• [Information provided]:

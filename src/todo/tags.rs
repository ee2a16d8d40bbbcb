use super::item::TodoItem;
use std::collections::HashSet;
use std::str::FromStr;

/// Which tag family to extract
#[derive(Debug, Clone, Copy, PartialEq, Eq, Hash)]
pub enum TagKind {
    /// `+project` tags
    Project,
    /// `@context` tags
    Context,
}

impl TagKind {
    pub fn sigil(&self) -> &'static str {
        match self {
            TagKind::Project => "+",
            TagKind::Context => "@",
        }
    }

    fn tags<'a>(&self, item: &'a TodoItem) -> &'a [String] {
        match self {
            TagKind::Project => &item.project_tags,
            TagKind::Context => &item.context_tags,
        }
    }
}

impl FromStr for TagKind {
    type Err = String;

    fn from_str(s: &str) -> Result<Self, Self::Err> {
        match s {
            "project" => Ok(TagKind::Project),
            "context" => Ok(TagKind::Context),
            _ => Err(format!(
                "Invalid tag kind '{}'. Valid options are: project, context",
                s
            )),
        }
    }
}

/// Collect the distinct tags of open items
///
/// # Arguments
/// * `items` - Items to scan; completed items are skipped
/// * `kind` - Project or context tags
///
/// # Returns
/// Tags in first-seen order, without duplicates and without the bare sigil
pub fn extract_tags(items: &[TodoItem], kind: TagKind) -> Vec<String> {
    let mut seen = HashSet::new();
    let mut result = Vec::new();
    for item in items.iter().filter(|i| !i.completed) {
        for tag in kind.tags(item) {
            if tag != kind.sigil() && seen.insert(tag.as_str()) {
                result.push(tag.clone());
            }
        }
    }
    result
}
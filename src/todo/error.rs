use thiserror::Error;

/// Reasons a single line cannot become a task item.
///
/// These never abort a batch; the batch parser records them next to the
/// offending line and moves on.
#[derive(Debug, Clone, PartialEq, Eq, Error)]
pub enum ParseError {
    /// The line contains no tokens at all
    #[error("line is blank")]
    Blank,
    /// Every token was consumed by the completion/priority/date header
    #[error("line has no description after its header tokens")]
    MissingBody,
}

/// Invalid due-date threshold configuration.
#[derive(Debug, Clone, PartialEq, Eq, Error)]
pub enum ThresholdError {
    #[error("due threshold '{0}' must be greater than zero")]
    Zero(&'static str),

    #[error("due thresholds must satisfy day <= week <= month (got day={day}, week={week}, month={month})")]
    Unordered { day: i64, week: i64, month: i64 },
}
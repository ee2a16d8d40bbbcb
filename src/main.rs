//! todo.txt MCP Server - Main Entry Point
//!
//! This is the main entry point for the todo.txt MCP server application.
//! The actual implementation is in the `todotxt_mcp` library.

use anyhow::Result;
use clap::{CommandFactory, Parser};
use mcp_attr::server::serve_stdio;
use todotxt_mcp::{Config, TodoServerHandler};
use tracing::info;
use tracing_subscriber::EnvFilter;

/// todo.txt MCP Server - due-aware task lists from plain-text notes via Model Context Protocol
#[derive(Parser, Debug)]
#[command(author, version, about, long_about = None)]
struct Args {
    /// Path to the notes file (TOML)
    file: String,

    /// Path to the configuration file (TOML); defaults apply when omitted
    #[arg(long)]
    config: Option<String>,
}

#[tokio::main]
async fn main() -> Result<()> {
    // Check if no arguments were provided (except the program name)
    if std::env::args().len() == 1 {
        // No arguments provided, show help and exit with error code
        let mut cmd = Args::command();
        cmd.print_help().ok();
        println!(); // Add a newline after help
        std::process::exit(2);
    }

    let args = Args::parse();

    // stdout carries the MCP protocol, so logs go to stderr
    tracing_subscriber::fmt()
        .with_env_filter(
            EnvFilter::try_from_default_env().unwrap_or_else(|_| EnvFilter::new("todotxt_mcp=info")),
        )
        .with_writer(std::io::stderr)
        .init();

    let config = match args.config {
        Some(ref path) => Config::load(path)?,
        None => Config::default(),
    };

    let handler = TodoServerHandler::new(&args.file, config)?;
    info!(file = %args.file, "serving todo.txt notes over stdio");
    serve_stdio(handler).await?;
    Ok(())
}
//! Formatting helper functions for the todo.txt MCP server
//!
//! This module contains list filters and the text rendering of task items.

use crate::todo::{DueStatus, LineFailure, TodoItem};

/// Apply keyword filtering (case-insensitive search in the description)
///
/// # Arguments
/// * `items` - Mutable list of items to filter
/// * `keyword` - Keyword to search for (case-insensitive)
pub fn apply_keyword_filter(items: &mut Vec<TodoItem>, keyword: &str) {
    let keyword_lower = keyword.to_lowercase();
    items.retain(|item| item.description.to_lowercase().contains(&keyword_lower));
}

/// Apply project tag filtering
///
/// # Arguments
/// * `items` - Mutable list of items to filter
/// * `project` - Project tag, with or without the leading `+`
pub fn apply_project_filter(items: &mut Vec<TodoItem>, project: &str) {
    let tag = with_sigil(project, '+');
    items.retain(|item| item.has_project(&tag));
}

/// Apply context tag filtering
///
/// # Arguments
/// * `items` - Mutable list of items to filter
/// * `context` - Context tag, with or without the leading `@`
pub fn apply_context_filter(items: &mut Vec<TodoItem>, context: &str) {
    let tag = with_sigil(context, '@');
    items.retain(|item| item.has_context(&tag));
}

fn with_sigil(tag: &str, sigil: char) -> String {
    let tag = tag.trim();
    if tag.starts_with(sigil) {
        tag.to_string()
    } else {
        format!("{}{}", sigil, tag)
    }
}

/// Format items into a display string
///
/// # Arguments
/// * `items` - Items in display order
///
/// # Returns
/// One bullet per item with its due date, tags and the note/hash pair
/// needed to edit it
pub fn format_todos(items: &[TodoItem]) -> String {
    if items.is_empty() {
        return "No items found".to_string();
    }

    let mut result = format!("Found {} item(s):\n\n", items.len());
    for item in items {
        let mark = if item.completed { "x" } else { " " };
        result.push_str(&format!("- [{}] ", mark));
        if let Some(priority) = item.priority {
            result.push_str(&format!("({}) ", priority));
        }
        result.push_str(&format!("{}\n", item.description));

        if let Some(due) = item.due {
            result.push_str(&format!("  Due: {} ({})\n", due.date, due.status));
        }
        if let Some(date) = item.creation_date {
            result.push_str(&format!("  Created: {}\n", date));
        }
        if let Some(date) = item.completion_date {
            result.push_str(&format!("  Completed: {}\n", date));
        }
        if !item.project_tags.is_empty() {
            result.push_str(&format!("  Projects: {}\n", item.project_tags.join(", ")));
        }
        if !item.context_tags.is_empty() {
            result.push_str(&format!("  Contexts: {}\n", item.context_tags.join(", ")));
        }
        match item.source_note_id {
            Some(id) => result.push_str(&format!("  Note: {} (hash: {})\n", id, item.content_hash)),
            None => result.push_str(&format!("  Hash: {}\n", item.content_hash)),
        }
    }

    result
}

/// Format dropped lines for diagnostics
pub fn format_failures(failures: &[LineFailure]) -> String {
    let mut result = String::new();
    for failure in failures {
        let note = failure
            .note_id
            .map(|id| id.to_string())
            .unwrap_or_else(|| "-".to_string());
        result.push_str(&format!(
            "Skipped note {} line {}: {} ({:?})\n",
            note, failure.line_number, failure.error, failure.line
        ));
    }
    result
}

/// Count open items that need attention today or earlier
pub fn count_urgent(items: &[TodoItem]) -> usize {
    items
        .iter()
        .filter(|i| !i.completed && matches!(i.due_status(), DueStatus::Overdue | DueStatus::DueToday))
        .count()
}
//! MCP tool handlers for the todo.txt server
//!
//! This module contains the implementation of all MCP tool handlers.
//! Each handler is in a separate file for better organization.

pub mod complete;
pub mod list;
pub mod tags;
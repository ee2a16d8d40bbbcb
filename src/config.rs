//! Configuration file handling
//!
//! The configuration is a small TOML file; every field has a default so an
//! absent file or an empty one is valid.
//!
//! ```toml
//! [due]
//! day = 86400
//! week = 604800
//! month = 2592000
//! ```

use crate::todo::DueThresholds;
use anyhow::{Context, Result};
use serde::{Deserialize, Serialize};
use std::fs;
use std::path::Path;

#[derive(Debug, Clone, Default, PartialEq, Eq, Serialize, Deserialize)]
#[serde(default)]
pub struct Config {
    /// Due-date bucket boundaries in seconds
    pub due: DueThresholds,
}

impl Config {
    /// Load configuration from a TOML file
    ///
    /// # Arguments
    /// * `path` - Path to the configuration file; a missing file yields defaults
    ///
    /// # Returns
    /// The validated configuration, or an error if the file cannot be read,
    /// does not parse, or carries unusable thresholds
    pub fn load(path: impl AsRef<Path>) -> Result<Self> {
        let path = path.as_ref();
        if !path.exists() {
            return Ok(Self::default());
        }

        let content = fs::read_to_string(path)
            .with_context(|| format!("Failed to read config file {}", path.display()))?;
        let config: Config = toml::from_str(&content)
            .with_context(|| format!("Failed to parse config file {}", path.display()))?;
        config.validate()?;
        Ok(config)
    }

    pub fn validate(&self) -> Result<()> {
        self.due.validate().context("Invalid [due] thresholds")?;
        Ok(())
    }
}
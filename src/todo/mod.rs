//! todo.txt task engine
//!
//! This module turns plain-text note lines into structured task items.
//! It is split into submodules for better organization:
//! - `item`: The `TodoItem` record and its due-date data
//! - `due`: Due-date urgency classification and thresholds
//! - `parser`: Line parser (explicit token state machine)
//! - `batch`: Multi-line / multi-note parsing with per-line failure capture
//! - `sort`: Display ordering of parsed items
//! - `serialize`: Canonical line reconstruction
//! - `tags`: Project/context tag vocabulary
//!
//! Nothing in here performs I/O or reads the clock on its own; the reference
//! instant is carried by `ParseContext`.

mod batch;
mod due;
mod error;
mod item;
mod parser;
mod serialize;
mod sort;
mod tags;

// Re-export all public types
pub use batch::{Batch, LineFailure, NoteSource, parse_note, parse_notes, todos_from_note, todos_from_notes};
pub use due::{Due, DueStatus, DueThresholds, ParseContext, classify, local_now};
pub use error::{ParseError, ThresholdError};
pub use item::{TodoItem, content_hash};
pub use parser::{is_date_token, parse_date_token, parse_line};
pub use serialize::{serialize, serialize_all};
pub use sort::{SortBucket, sort};
pub use tags::{TagKind, extract_tags};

• [Your task]: Read through the records above and copy the lines that contain "ThresholdError".

• [Reply to the exercise]:
pub enum ThresholdError {
pub use error::{ParseError, ThresholdError};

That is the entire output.